Ben diyorum ki sizin için okunan dualar ve verilen sadakalar devreye girmiş vallahi ve birde hakkınızı yemeyelim sizin cesaretiniz ve ya herro ya merro meselesi yapmışsınız..
Hayat tecrübesi değilmi değerli Yazarım, İnsan hayatını kurtaran?.
Her konuda bilgi sahibi olmak ve gerektiğinde kullanabilmek(beceri ve hafıza ister)
Selamlar ve saygılar.
kukurikuu
Geçmişte kalan her şeye zaten hepimiz gülüyoruz. Hatta ne kadar tehlike
büyükse o kadar büyük kahkahalarla. Şimdi ben de gülüyorum.
Bu oğlan, yazımı okumuş beni aradı, inanın aynı ağızlarla. Dokuz yıl Almanyada yatmış,kendisini uyuşturucu baronu gibi görmekte.
Hayatı çok dolu yaşamış olan bana, bile bu kazık elimde olmadan atılabiliyorsa , daha masumları tanrı korusun.
Eşinize, çok geçmiş olsun. Ben de sırf cesaretim,beni durduramadığı için
yaralandıktan sonra sekiz gün dağdan inmeyi reddettiğim için bu gün malul gazi (aslında Niyazi ) olarak ömür dolduruyorum. Her şeye kırgınım, her şeye kızgınım,kimseye dayanamıyor,hemen alınıyorum. Görünürde hiç bir şeyim yok. Ama eski gücümün çoğunu kaybettiğimi ben biliyorum. Bu yüzden çok dikkatli olmasını söyleyin lütfen
Saygılarımla.
inci*
Teşekkür ediyorum . Eşime selamınızı söyleyeceğim. Hürmetlerimle Yaşar Bey.
kukurikuu
Bana , çok büyük lütufta bulunarak , sayfama gelmiş olmanızdan inanın büyük bir şeref duydum.

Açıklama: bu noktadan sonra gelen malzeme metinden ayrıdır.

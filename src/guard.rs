use std::fmt;

use itertools::Itertools;
use thiserror::Error;

use crate::math::{Map, Set};
use crate::symbol::Symbol;

/// The binary relations of the inequality theory.
#[derive(Clone, Copy, Debug, PartialEq, Eq, Hash)]
pub enum Relation {
    /// `==`
    Eq,
    /// `!=`
    Neq,
    /// `>=`
    Geq,
    /// `>`
    Gt,
    /// `<=`
    Leq,
    /// `<`
    Lt,
}

impl Relation {
    /// The relation that holds exactly when `self` does not.
    pub fn negated(self) -> Self {
        match self {
            Relation::Eq => Relation::Neq,
            Relation::Neq => Relation::Eq,
            Relation::Geq => Relation::Lt,
            Relation::Lt => Relation::Geq,
            Relation::Gt => Relation::Leq,
            Relation::Leq => Relation::Gt,
        }
    }

    /// Whether the relation holds between two concrete values.
    pub fn holds(self, left: i64, right: i64) -> bool {
        match self {
            Relation::Eq => left == right,
            Relation::Neq => left != right,
            Relation::Geq => left >= right,
            Relation::Gt => left > right,
            Relation::Leq => left <= right,
            Relation::Lt => left < right,
        }
    }

    /// The operator token of the relation.
    pub fn token(self) -> &'static str {
        match self {
            Relation::Eq => "==",
            Relation::Neq => "!=",
            Relation::Geq => ">=",
            Relation::Gt => ">",
            Relation::Leq => "<=",
            Relation::Lt => "<",
        }
    }
}

impl fmt::Display for Relation {
    fn fmt(&self, f: &mut fmt::Formatter<'_>) -> fmt::Result {
        f.write_str(self.token())
    }
}

/// Errors raised by guard transformations and evaluation.
#[derive(Debug, Clone, PartialEq, Eq, Error)]
pub enum GuardError {
    /// The negation of the trivial guard is not expressible in this theory.
    #[error("the trivial guard cannot be negated in the inequality theory")]
    TrueNotInvertible,
    /// Evaluation encountered a symbol the valuation does not bind.
    #[error("no value bound for `{0}`")]
    UnboundSymbol(Symbol),
}

/// A transition guard over the inequality theory. `And`/`Or` are variadic and
/// keep the order of their children; all transformations preserve that order.
/// An empty `And` is the trivial guard by convention.
#[derive(Clone, Debug, PartialEq, Eq, Hash)]
pub enum Guard {
    /// The trivial guard that always holds.
    True,
    /// Conjunction of the children.
    And(Vec<Guard>),
    /// Disjunction of the children.
    Or(Vec<Guard>),
    /// A binary relation between two symbols.
    Rel {
        /// The relation.
        rel: Relation,
        /// Left operand.
        left: Symbol,
        /// Right operand.
        right: Symbol,
    },
}

impl Guard {
    /// Creates a binary relation guard.
    pub fn rel(rel: Relation, left: Symbol, right: Symbol) -> Self {
        Guard::Rel { rel, left, right }
    }

    /// Shorthand for an equality guard.
    pub fn eq(left: Symbol, right: Symbol) -> Self {
        Self::rel(Relation::Eq, left, right)
    }

    /// Shorthand for an inequality guard.
    pub fn neq(left: Symbol, right: Symbol) -> Self {
        Self::rel(Relation::Neq, left, right)
    }

    /// Whether the guard trivially holds, i.e. is `True` or an empty conjunction.
    pub fn is_trivially_true(&self) -> bool {
        match self {
            Guard::True => true,
            Guard::And(children) => children.is_empty(),
            _ => false,
        }
    }

    /// Evaluates the guard under the given valuation. Both operands of every
    /// reached relation must be bound.
    pub fn evaluate(&self, valuation: &Map<Symbol, i64>) -> Result<bool, GuardError> {
        match self {
            Guard::True => Ok(true),
            Guard::And(children) => {
                for child in children {
                    if !child.evaluate(valuation)? {
                        return Ok(false);
                    }
                }
                Ok(true)
            }
            Guard::Or(children) => {
                for child in children {
                    if child.evaluate(valuation)? {
                        return Ok(true);
                    }
                }
                Ok(false)
            }
            Guard::Rel { rel, left, right } => {
                let left = *valuation
                    .get(left)
                    .ok_or_else(|| GuardError::UnboundSymbol(left.clone()))?;
                let right = *valuation
                    .get(right)
                    .ok_or_else(|| GuardError::UnboundSymbol(right.clone()))?;
                Ok(rel.holds(left, right))
            }
        }
    }

    /// The set of symbols appearing as leaves of the guard.
    pub fn free_variables(&self) -> Set<Symbol> {
        let mut variables = Set::default();
        self.collect_free_variables(&mut variables);
        variables
    }

    fn collect_free_variables(&self, into: &mut Set<Symbol>) {
        match self {
            Guard::True => {}
            Guard::And(children) | Guard::Or(children) => {
                for child in children {
                    child.collect_free_variables(into);
                }
            }
            Guard::Rel { left, right, .. } => {
                into.insert(left.clone());
                into.insert(right.clone());
            }
        }
    }

    /// Negates the guard by pushing the negation to the leaves with De
    /// Morgan's laws and flipping each relation. Fails with
    /// [`GuardError::TrueNotInvertible`] if any subterm is the trivial guard,
    /// whose negation the theory cannot express.
    pub fn invert(&self) -> Result<Guard, GuardError> {
        match self {
            Guard::True => Err(GuardError::TrueNotInvertible),
            Guard::And(children) => Ok(Guard::Or(
                children.iter().map(Guard::invert).collect::<Result<_, _>>()?,
            )),
            Guard::Or(children) => Ok(Guard::And(
                children.iter().map(Guard::invert).collect::<Result<_, _>>()?,
            )),
            Guard::Rel { rel, left, right } => Ok(Guard::Rel {
                rel: rel.negated(),
                left: left.clone(),
                right: right.clone(),
            }),
        }
    }

    /// Rewrites `x >= y` into `x > y ∨ x == y` and `x <= y` into
    /// `x < y ∨ x == y`, recursively through conjunctions and disjunctions.
    /// All other guards are fixed points.
    pub fn simplify_inequalities(&self) -> Guard {
        match self {
            Guard::True => Guard::True,
            Guard::And(children) => {
                Guard::And(children.iter().map(Guard::simplify_inequalities).collect())
            }
            Guard::Or(children) => {
                Guard::Or(children.iter().map(Guard::simplify_inequalities).collect())
            }
            Guard::Rel { rel: Relation::Geq, left, right } => Guard::Or(vec![
                Guard::rel(Relation::Gt, left.clone(), right.clone()),
                Guard::rel(Relation::Eq, left.clone(), right.clone()),
            ]),
            Guard::Rel { rel: Relation::Leq, left, right } => Guard::Or(vec![
                Guard::rel(Relation::Lt, left.clone(), right.clone()),
                Guard::rel(Relation::Eq, left.clone(), right.clone()),
            ]),
            rel @ Guard::Rel { .. } => rel.clone(),
        }
    }

    /// Converts the guard into disjunctive normal form. Conjunctions are
    /// expanded by pairwise cartesian products, so this is exponential in the
    /// depth of nested ands-over-ors; guards built by the generators are
    /// shallow.
    pub fn dnf(&self) -> DnfOr {
        match self {
            // the empty disjunction; downstream code treats it as trivially true
            Guard::True => DnfOr(vec![]),
            Guard::Rel { rel, left, right } => DnfOr(vec![DnfAnd(vec![Guard::Rel {
                rel: *rel,
                left: left.clone(),
                right: right.clone(),
            }])]),
            Guard::Or(children) => {
                DnfOr(children.iter().flat_map(|child| child.dnf().0).collect())
            }
            Guard::And(children) => children
                .iter()
                .map(Guard::dnf)
                .reduce(DnfOr::distribute)
                .unwrap_or(DnfOr(vec![])),
        }
    }
}

impl fmt::Display for Guard {
    fn fmt(&self, f: &mut fmt::Formatter<'_>) -> fmt::Result {
        match self {
            Guard::True => f.write_str("true"),
            Guard::And(children) => {
                write!(f, "({})", children.iter().map(|c| c.to_string()).join(" ∧ "))
            }
            Guard::Or(children) => {
                write!(f, "({})", children.iter().map(|c| c.to_string()).join(" ∨ "))
            }
            Guard::Rel { rel, left, right } => write!(f, "{left} {rel} {right}"),
        }
    }
}

/// A disjunction of conjunctions of relational atoms. The empty disjunction
/// stands for the trivial guard, see [`Guard::dnf`].
#[derive(Clone, Debug, PartialEq, Eq)]
pub struct DnfOr(pub Vec<DnfAnd>);

/// A conjunction of relational atoms inside a [`DnfOr`].
#[derive(Clone, Debug, PartialEq, Eq)]
pub struct DnfAnd(pub Vec<Guard>);

impl DnfOr {
    /// Combines two DNFs into the DNF of their conjunction by concatenating
    /// every pair of conjuncts, left-major.
    fn distribute(self, other: DnfOr) -> DnfOr {
        DnfOr(
            self.0
                .iter()
                .flat_map(|left| {
                    other.0.iter().map(move |right| {
                        DnfAnd(left.0.iter().chain(right.0.iter()).cloned().collect())
                    })
                })
                .collect(),
        )
    }

    /// Evaluates the normal form under the given valuation. The empty
    /// disjunction evaluates to `true`, matching the guard it was produced
    /// from.
    pub fn evaluate(&self, valuation: &Map<Symbol, i64>) -> Result<bool, GuardError> {
        if self.0.is_empty() {
            return Ok(true);
        }
        for conjunct in &self.0 {
            if conjunct
                .0
                .iter()
                .map(|atom| atom.evaluate(valuation))
                .fold_ok(true, |acc, holds| acc && holds)?
            {
                return Ok(true);
            }
        }
        Ok(false)
    }
}
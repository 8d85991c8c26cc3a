//! spotigo - server-rendered Spotify front-end.
//!
//! Wires configuration, the Spotify authenticator, session signing and the
//! web router into a runnable application.

pub mod app;
pub mod config;
pub mod error;

pub use app::Application;
pub use config::{AppConfig, SanitizedConfig, CONFIG_PATH_ENV};
pub use error::{AppError, AppResult};
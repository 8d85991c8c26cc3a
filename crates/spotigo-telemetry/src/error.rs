//! Telemetry error types.

use thiserror::Error;

#[derive(Debug, Error)]
pub enum TelemetryError {
    #[error("Logging initialization failed: {0}")]
    LoggingInit(String),

    #[error("Invalid log filter: {0}")]
    Filter(String),
}

pub type TelemetryResult<T> = Result<T, TelemetryError>;
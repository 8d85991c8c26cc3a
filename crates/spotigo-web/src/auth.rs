//! OAuth login, callback and logout routes.

use axum::extract::{Query, State};
use axum::http::StatusCode;
use axum::response::{IntoResponse, Redirect, Response};
use axum_extra::extract::cookie::{Cookie, CookieJar};
use base64::engine::general_purpose::URL_SAFE;
use base64::Engine;
use rand::Rng;
use spotigo_spotify::CallbackParams;
use tracing::{error, info, warn};

use crate::session::SESSION_COOKIE;
use crate::state::AppState;

/// Cookie holding the OAuth `state` between login and callback.
pub const STATE_COOKIE: &str = "state";

const STATE_MAX_AGE_SECS: u64 = 300;

/// 32 random bytes, URL-safe base64.
pub fn generate_state() -> String {
    let bytes: [u8; 32] = rand::rng().random();
    URL_SAFE.encode(bytes)
}

fn internal_error(message: &'static str) -> Response {
    (StatusCode::INTERNAL_SERVER_ERROR, message).into_response()
}

/// `GET /auth/login`
pub async fn login(State(state): State<AppState>, jar: CookieJar) -> Response {
    let oauth_state = generate_state();

    let cookie = match Cookie::parse(format!(
        "{STATE_COOKIE}={oauth_state}; Path=/; HttpOnly; Max-Age={STATE_MAX_AGE_SECS}"
    )) {
        Ok(cookie) => cookie,
        Err(e) => {
            error!(error = %e, "Failed to build state cookie");
            return internal_error("Failed to generate state");
        }
    };

    let url = state.authenticator.auth_url(&oauth_state);
    info!("Redirecting to Spotify for authorization");
    (jar.add(cookie), Redirect::temporary(&url)).into_response()
}

/// `GET /auth/callback`
pub async fn callback(
    State(state): State<AppState>,
    jar: CookieJar,
    Query(params): Query<CallbackParams>,
) -> Response {
    let Some(expected) = jar.get(STATE_COOKIE).map(|c| c.value().to_string()) else {
        warn!("OAuth callback without state cookie");
        return internal_error("Failed to get state cookie");
    };

    let jar = jar.remove(Cookie::build(STATE_COOKIE).path("/"));

    let token = match state.authenticator.token(&expected, &params).await {
        Ok(token) => token,
        Err(e) => {
            error!(error = %e, "Failed to obtain token");
            return (jar, (StatusCode::NOT_FOUND, "Couldn't get token")).into_response();
        }
    };

    let jwt = match state.token_auth.encode(&token) {
        Ok(jwt) => jwt,
        Err(e) => {
            error!(error = %e, "Failed to encode session token");
            return (jar, internal_error("Failed to create session")).into_response();
        }
    };

    let session = Cookie::build((SESSION_COOKIE, jwt))
        .path("/")
        .http_only(true);

    info!("User logged in");
    (jar.add(session), Redirect::temporary("/")).into_response()
}

/// `GET /auth/logout`
pub async fn logout(jar: CookieJar) -> Response {
    info!("User logged out");
    let jar = jar.remove(Cookie::build(SESSION_COOKIE).path("/"));
    (jar, Redirect::temporary("/")).into_response()
}

#[cfg(test)]
mod tests {
    use super::*;

    #[test]
    fn test_state_is_32_random_bytes() {
        let a = generate_state();
        let b = generate_state();
        assert_ne!(a, b);
        assert_eq!(URL_SAFE.decode(&a).unwrap().len(), 32);
        assert!(!a.contains('+') && !a.contains('/'));
    }
}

İnsanın başına, hiç beklemediği anlarda neler gelebiliyor, değil mi?
Teşekkürlerimle, saygılar sunarım.
Kemnur
çok güzel bir hikaye ve anı çok gğzeldi uçuz atlatmış adam böyle bela adamlar bela getirirler insana tebrikler saygılarımla
kukurikuu
Sayfamda olmanızdan mutlu oldum. Ne yazık ki ucuz kurtaran adam benim. Etrafımız ne yazık ki böyle belalarla dolu.
Yorumunuz için teşekkür ederim. Saygılar.